ASSIGNED TASK
Look through the data below. Pick out the lines holding the string "matching".

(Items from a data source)
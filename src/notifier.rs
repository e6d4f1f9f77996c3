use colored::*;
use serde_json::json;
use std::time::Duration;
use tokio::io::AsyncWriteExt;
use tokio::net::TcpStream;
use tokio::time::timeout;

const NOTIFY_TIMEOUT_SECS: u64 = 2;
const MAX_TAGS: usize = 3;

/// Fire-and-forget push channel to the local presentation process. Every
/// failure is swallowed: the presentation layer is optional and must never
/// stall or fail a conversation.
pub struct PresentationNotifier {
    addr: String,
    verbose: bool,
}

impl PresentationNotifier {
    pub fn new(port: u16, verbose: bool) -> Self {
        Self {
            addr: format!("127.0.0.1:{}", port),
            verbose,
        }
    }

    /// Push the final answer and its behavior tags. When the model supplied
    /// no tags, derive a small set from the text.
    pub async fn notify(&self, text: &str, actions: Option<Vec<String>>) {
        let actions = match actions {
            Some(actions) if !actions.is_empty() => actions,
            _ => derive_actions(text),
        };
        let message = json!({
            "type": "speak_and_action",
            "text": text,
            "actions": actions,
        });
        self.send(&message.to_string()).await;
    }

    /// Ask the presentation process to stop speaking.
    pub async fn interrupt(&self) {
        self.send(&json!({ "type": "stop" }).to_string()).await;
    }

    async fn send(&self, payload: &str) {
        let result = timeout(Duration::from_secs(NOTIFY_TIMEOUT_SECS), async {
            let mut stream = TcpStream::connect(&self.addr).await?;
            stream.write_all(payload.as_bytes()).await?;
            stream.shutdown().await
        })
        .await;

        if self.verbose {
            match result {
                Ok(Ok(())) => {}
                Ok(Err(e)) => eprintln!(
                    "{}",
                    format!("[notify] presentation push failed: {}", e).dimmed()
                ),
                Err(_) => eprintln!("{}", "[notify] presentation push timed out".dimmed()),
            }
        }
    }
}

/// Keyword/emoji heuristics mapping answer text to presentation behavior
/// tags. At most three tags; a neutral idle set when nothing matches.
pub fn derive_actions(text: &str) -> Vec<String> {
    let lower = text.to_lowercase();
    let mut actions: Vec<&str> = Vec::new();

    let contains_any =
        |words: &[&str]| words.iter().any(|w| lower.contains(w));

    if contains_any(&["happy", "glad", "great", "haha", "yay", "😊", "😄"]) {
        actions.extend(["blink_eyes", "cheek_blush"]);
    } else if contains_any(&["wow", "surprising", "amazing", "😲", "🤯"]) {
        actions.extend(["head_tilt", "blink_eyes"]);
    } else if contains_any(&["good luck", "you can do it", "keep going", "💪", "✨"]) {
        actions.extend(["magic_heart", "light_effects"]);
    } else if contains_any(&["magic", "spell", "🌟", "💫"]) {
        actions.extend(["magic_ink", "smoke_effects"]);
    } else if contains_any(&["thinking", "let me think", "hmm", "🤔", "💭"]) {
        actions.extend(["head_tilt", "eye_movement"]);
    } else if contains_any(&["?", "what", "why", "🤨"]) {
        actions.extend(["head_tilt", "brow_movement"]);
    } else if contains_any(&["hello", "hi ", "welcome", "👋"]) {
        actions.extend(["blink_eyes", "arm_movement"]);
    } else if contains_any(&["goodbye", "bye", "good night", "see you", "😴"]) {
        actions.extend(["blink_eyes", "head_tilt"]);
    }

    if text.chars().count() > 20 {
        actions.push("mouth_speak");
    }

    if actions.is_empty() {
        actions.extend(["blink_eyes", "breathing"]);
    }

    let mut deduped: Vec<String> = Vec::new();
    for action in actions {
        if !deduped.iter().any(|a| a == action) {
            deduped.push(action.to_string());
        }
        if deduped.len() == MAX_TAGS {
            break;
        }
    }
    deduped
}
* * *
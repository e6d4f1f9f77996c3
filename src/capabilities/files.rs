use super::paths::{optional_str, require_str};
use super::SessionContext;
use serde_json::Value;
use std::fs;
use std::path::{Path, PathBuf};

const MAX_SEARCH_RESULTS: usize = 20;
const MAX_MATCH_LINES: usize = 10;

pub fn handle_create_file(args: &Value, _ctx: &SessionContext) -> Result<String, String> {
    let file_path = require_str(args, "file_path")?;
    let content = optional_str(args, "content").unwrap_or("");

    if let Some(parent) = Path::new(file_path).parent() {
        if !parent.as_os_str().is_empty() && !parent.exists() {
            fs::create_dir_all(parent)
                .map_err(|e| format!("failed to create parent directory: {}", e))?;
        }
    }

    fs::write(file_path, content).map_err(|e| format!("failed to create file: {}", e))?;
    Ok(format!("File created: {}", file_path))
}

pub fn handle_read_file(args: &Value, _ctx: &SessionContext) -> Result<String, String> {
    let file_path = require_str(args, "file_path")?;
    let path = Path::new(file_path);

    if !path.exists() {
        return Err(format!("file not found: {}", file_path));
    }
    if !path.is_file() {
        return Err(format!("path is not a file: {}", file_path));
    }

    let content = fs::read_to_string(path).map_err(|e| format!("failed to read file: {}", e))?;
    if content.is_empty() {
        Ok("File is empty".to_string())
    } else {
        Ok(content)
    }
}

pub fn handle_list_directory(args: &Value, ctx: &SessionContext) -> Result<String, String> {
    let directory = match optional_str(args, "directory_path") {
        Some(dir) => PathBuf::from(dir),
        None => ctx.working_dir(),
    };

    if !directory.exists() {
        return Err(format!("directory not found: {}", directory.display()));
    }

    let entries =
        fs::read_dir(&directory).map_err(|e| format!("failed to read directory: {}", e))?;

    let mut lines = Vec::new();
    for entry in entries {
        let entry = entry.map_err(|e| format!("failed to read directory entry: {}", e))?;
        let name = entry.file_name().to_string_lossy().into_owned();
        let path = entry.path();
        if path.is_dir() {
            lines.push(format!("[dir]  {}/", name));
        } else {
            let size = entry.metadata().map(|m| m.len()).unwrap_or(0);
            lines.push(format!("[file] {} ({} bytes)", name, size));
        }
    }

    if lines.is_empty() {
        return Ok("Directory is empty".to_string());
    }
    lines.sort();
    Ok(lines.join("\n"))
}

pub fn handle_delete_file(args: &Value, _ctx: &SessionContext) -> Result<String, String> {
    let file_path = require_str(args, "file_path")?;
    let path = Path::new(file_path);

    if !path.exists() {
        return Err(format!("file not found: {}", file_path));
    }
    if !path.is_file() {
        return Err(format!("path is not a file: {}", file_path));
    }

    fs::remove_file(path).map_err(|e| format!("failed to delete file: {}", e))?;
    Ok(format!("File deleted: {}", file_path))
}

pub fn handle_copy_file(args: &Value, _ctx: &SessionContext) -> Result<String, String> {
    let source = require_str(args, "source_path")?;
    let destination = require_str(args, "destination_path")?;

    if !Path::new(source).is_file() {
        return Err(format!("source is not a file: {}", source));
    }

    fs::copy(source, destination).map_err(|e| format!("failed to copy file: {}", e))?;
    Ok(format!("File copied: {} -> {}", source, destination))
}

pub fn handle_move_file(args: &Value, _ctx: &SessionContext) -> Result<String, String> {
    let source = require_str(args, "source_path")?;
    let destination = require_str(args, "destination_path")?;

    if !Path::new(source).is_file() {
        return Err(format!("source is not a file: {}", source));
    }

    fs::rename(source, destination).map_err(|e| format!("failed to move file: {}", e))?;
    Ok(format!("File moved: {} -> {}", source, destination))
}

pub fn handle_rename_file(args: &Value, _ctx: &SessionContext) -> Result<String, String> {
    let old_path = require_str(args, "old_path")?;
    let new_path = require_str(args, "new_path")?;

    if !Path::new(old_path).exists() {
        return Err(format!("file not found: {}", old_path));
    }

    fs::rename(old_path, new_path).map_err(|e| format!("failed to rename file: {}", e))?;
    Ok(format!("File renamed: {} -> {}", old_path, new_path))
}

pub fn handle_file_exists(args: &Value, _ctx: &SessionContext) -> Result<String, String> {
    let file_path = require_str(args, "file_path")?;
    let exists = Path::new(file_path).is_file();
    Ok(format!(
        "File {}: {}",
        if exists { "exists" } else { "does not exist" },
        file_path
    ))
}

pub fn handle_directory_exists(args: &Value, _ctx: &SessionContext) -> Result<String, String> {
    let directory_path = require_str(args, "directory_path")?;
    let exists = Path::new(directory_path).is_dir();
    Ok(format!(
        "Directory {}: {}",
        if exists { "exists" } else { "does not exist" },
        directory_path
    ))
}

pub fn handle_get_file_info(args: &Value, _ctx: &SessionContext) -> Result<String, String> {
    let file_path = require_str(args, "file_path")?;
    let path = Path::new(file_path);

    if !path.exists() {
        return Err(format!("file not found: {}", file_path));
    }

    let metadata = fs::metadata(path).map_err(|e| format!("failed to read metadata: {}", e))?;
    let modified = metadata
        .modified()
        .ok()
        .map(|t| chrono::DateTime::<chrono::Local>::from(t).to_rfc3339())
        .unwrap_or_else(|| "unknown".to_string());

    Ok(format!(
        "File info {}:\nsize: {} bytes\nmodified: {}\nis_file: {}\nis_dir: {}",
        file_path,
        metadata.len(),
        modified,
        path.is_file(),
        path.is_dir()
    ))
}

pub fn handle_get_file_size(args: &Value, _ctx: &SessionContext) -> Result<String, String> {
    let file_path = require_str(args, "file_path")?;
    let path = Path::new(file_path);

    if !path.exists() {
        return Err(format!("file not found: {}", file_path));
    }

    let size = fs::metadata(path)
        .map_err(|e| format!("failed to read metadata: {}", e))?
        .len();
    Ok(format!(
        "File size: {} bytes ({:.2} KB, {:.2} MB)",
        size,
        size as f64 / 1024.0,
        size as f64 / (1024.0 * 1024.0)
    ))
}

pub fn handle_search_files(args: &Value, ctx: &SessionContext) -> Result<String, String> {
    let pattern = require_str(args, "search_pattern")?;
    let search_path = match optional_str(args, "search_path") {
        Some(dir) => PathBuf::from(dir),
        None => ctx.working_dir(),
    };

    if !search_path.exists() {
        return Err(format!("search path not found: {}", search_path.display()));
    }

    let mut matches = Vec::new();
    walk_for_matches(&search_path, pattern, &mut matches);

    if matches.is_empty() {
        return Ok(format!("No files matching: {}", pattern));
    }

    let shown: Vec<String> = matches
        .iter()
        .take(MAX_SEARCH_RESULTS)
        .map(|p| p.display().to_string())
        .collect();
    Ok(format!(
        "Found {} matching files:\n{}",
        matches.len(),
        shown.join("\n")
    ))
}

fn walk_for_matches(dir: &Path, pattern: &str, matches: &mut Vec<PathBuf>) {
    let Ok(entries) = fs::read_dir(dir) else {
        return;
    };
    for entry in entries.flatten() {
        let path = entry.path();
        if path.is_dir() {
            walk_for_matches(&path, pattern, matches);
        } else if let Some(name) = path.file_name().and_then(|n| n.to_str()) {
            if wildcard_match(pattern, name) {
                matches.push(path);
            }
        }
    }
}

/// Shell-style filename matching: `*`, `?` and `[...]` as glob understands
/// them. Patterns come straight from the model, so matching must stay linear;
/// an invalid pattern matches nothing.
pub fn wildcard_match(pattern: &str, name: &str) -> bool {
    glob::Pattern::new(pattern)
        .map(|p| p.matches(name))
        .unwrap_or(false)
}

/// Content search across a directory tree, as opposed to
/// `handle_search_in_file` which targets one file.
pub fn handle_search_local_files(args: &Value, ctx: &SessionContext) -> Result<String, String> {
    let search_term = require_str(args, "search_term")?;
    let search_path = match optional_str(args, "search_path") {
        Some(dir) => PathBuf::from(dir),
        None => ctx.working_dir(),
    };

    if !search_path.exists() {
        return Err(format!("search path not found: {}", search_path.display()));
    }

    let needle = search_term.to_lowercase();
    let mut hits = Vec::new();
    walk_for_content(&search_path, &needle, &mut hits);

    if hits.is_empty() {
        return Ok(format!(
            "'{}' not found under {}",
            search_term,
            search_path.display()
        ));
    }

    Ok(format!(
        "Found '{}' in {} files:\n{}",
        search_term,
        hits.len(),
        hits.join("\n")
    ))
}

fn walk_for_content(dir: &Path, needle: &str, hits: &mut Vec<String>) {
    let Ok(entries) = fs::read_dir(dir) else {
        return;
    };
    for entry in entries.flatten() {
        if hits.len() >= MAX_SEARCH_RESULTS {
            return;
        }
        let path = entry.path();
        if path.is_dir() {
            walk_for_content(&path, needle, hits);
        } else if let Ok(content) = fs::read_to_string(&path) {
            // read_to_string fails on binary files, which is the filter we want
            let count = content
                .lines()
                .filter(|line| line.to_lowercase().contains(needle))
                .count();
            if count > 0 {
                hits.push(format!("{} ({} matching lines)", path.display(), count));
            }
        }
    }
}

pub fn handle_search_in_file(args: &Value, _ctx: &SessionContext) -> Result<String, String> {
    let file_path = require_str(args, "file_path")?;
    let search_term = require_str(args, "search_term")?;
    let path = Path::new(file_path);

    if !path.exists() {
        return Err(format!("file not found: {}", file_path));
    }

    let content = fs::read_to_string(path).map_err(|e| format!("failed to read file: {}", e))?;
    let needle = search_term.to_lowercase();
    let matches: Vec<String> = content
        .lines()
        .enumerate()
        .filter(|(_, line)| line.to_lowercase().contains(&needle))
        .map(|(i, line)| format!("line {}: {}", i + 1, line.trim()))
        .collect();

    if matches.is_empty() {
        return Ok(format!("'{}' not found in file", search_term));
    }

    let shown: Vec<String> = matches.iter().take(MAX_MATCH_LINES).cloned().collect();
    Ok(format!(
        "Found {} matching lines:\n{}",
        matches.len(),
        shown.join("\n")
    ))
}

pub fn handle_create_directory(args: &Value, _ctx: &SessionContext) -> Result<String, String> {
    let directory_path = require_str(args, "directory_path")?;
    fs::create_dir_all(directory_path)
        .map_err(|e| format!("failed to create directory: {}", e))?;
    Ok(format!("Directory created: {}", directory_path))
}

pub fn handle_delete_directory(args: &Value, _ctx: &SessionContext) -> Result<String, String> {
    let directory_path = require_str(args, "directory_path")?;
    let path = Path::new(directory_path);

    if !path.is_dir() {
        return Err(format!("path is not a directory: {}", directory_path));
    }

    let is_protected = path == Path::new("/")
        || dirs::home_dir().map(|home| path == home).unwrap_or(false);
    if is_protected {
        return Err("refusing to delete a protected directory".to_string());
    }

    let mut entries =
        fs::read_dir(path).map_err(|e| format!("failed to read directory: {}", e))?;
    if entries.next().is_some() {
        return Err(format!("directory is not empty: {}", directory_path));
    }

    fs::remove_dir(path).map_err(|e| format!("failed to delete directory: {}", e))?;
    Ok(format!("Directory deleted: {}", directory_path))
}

RESPONSE AREA
        return Ok(format!("No files matching: {}", pattern));
        "Found {} matching files:\n{}",
/// Shell-style filename matching: `*`, `?` and `[...]` as glob understands
/// them. Patterns come straight from the model, so matching must stay linear;
                hits.push(format!("{} ({} matching lines)", path.display(), count));
        "Found {} matching lines:\n{}",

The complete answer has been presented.